Secondo IBM, il numero di bit classici necessari per rappresentare uno stato nel processore IBM Osprey supera di gran lunga il numero totale di atomi nell'universo conosciuto. È difficile da credere, ma le leggi della fisica quantistica consentono una tale interpretazione. Un'altra cosa è che nessuno è in grado di disporre con competenza di nuove opportunità. I ricercatori sono ancora perplessi sugli algoritmi quantistici e sul loro valore pratico.
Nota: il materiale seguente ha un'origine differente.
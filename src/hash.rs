use std::cmp::Ordering;
use std::collections::VecDeque;

use crate::dsp::Peak;

/// Bits allotted to each quantized bin in a packed landmark key. 12 bits
/// comfortably covers `win/2` for any realistic window size (up to 8192).
const F_BITS: u32 = 12;
/// Bits allotted to the quantized frame delta.
const DT_BITS: u32 = 10;
const F_MASK: u64 = (1 << F_BITS) - 1;
const DT_MASK: u64 = (1 << DT_BITS) - 1;

/// `(hash, anchor_time)`: a single landmark streamed to the indexer.
#[derive(Clone, Copy, Debug, PartialEq, Eq)]
pub struct Landmark {
    pub key: u64,
    pub anchor_time: u32,
}

/// Packs `(f1_q, f2_q, dt_q)` into a 34-bit key stored in a `u64`.
pub fn pack_key(f1_q: u32, f2_q: u32, dt_q: u32) -> u64 {
    ((f1_q as u64 & F_MASK) << (F_BITS + DT_BITS))
        | ((f2_q as u64 & F_MASK) << DT_BITS)
        | (dt_q as u64 & DT_MASK)
}

pub fn unpack_key(key: u64) -> (u32, u32, u32) {
    let f1 = ((key >> (F_BITS + DT_BITS)) & F_MASK) as u32;
    let f2 = ((key >> DT_BITS) & F_MASK) as u32;
    let dt = (key & DT_MASK) as u32;
    (f1, f2, dt)
}

fn quantize(bin: f32, q: u32) -> u32 {
    (bin / q as f32).round().max(0.0) as u32
}

/// Pairs anchor peaks with future target peaks within a `zone`-frame window
/// and packs each retained pair into a landmark key (spec.md 4.4).
///
/// Owns a ring buffer of the last `zone + 1` frames' peak sets, so memory is
/// `O(zone * top)` regardless of track length.
pub struct LandmarkHasher {
    zone: usize,
    fan: usize,
    pairs: usize,
    anchor_every: usize,
    fq: u32,
    dtq: u32,
    ring: VecDeque<(usize, Vec<Peak>)>,
}

impl LandmarkHasher {
    pub fn new(zone: usize, fan: usize, pairs: usize, anchor_every: usize, fq: u32, dtq: u32) -> Self {
        LandmarkHasher {
            zone,
            fan,
            pairs,
            anchor_every,
            fq,
            dtq,
            ring: VecDeque::with_capacity(zone + 1),
        }
    }

    /// Feeds one frame's peak set (already sorted by descending magnitude,
    /// as [`crate::dsp::PeakPicker::pick`] returns them) and emits any
    /// landmarks whose anchor frame has now seen its full forward window.
    pub fn push_frame<F: FnMut(Landmark)>(&mut self, t: usize, peaks: Vec<Peak>, mut emit: F) {
        self.ring.push_back((t, peaks));
        if self.ring.len() > self.zone + 1 {
            self.ring.pop_front();
        }
        if self.ring.len() < self.zone + 1 {
            return;
        }

        let (t_a, anchor_peaks) = &self.ring[0];
        let t_a = *t_a;
        if t_a % self.anchor_every != 0 {
            return;
        }

        for f1 in anchor_peaks {
            let mut candidates: Vec<(f32, usize, f32)> = Vec::new(); // (f2_bin, dt, score)
            for dt in 1..=self.zone {
                let (_, future_peaks) = &self.ring[dt];
                for f2 in future_peaks.iter().take(self.fan) {
                    let score = f1.mag * f2.mag;
                    candidates.push((f2.bin, dt, score));
                }
            }

            candidates.sort_by(|a, b| {
                b.2.partial_cmp(&a.2)
                    .unwrap_or(Ordering::Equal)
                    .then_with(|| a.1.cmp(&b.1))
                    .then_with(|| a.0.partial_cmp(&b.0).unwrap_or(Ordering::Equal))
            });
            candidates.truncate(self.pairs);

            for (f2_bin, dt, _) in candidates {
                let f1_q = quantize(f1.bin, self.fq);
                let f2_q = quantize(f2_bin, self.fq);
                let dt_q = quantize(dt as f32, self.dtq);
                emit(Landmark {
                    key: pack_key(f1_q, f2_q, dt_q),
                    anchor_time: t_a as u32,
                });
            }
        }
    }
}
Finora abbiamo effettivamente nelle nostre mani simulatori di alcuni processi fisici che sono adatti a modellare un numero limitato di fenomeni e sono del tutto inadatti ai calcoli classici.
Il nuovo processore IBM Osprey è stata una continuazione dello sviluppo della nuova architettura del processore quantistico IBM. Circa un anno fa, l'azienda ha introdotto il processore Eagle con 127 qubit. È diventato una sorta di banco di prova per una nuova direzione dei processori quantistici IBM. Il processore Eagle è diventato l'incarnazione dell'idea del ridimensionamento infinito dei qubit, che oggi è molto, molto difficile da implementare all'attuale livello di sviluppo della scienza e della tecnologia.
La principale barriera al ridimensionamento rimane la necessità di raffreddare i qubit a temperature estremamente basse e le camere criogeniche non sono di gomma. IBM è stata in grado di creare un'architettura di qubit con un posizionamento molto denso sia dei qubit stessi che dei nodi per determinare e modificare i loro stati quantistici individuali (lettura e scrittura, per essere più chiari). I nuovi processori sono una struttura multistrato con almeno tre livelli chiave: uno con qubit, un altro con elementi di lettura e un terzo con elementi di scrittura.
Inoltre, l'azienda ha sviluppato un'interfaccia di segnale con multiplexing, che ha ulteriormente ridotto il numero di linee di segnale richieste per il funzionamento dei processori quantistici. Di conseguenza, è possibile installare più di un processore IBM Osprey in un rack relativamente piccolo e non sembra la creazione di uno spider troppo cresciuto.
L'annuncio del nuovo processore e del futuro scalabile IBM Quantum System Two è supportato da una serie di innovazioni software. In particolare, l'azienda ha rilasciato una versione beta del programma Qiskit Runtime, che ora consente di scegliere la velocità del calcolo quantistico o la precisione utilizzando una semplice opzione nell'API.
Proteggere i sistemi quantistici e classici dall'hacking da parte degli stessi sistemi quantistici consentirà la soluzione software IBM Quantum Safe. Prima o poi, gli aggressori avranno computer quantistici e bisogna essere preparati in anticipo per questo.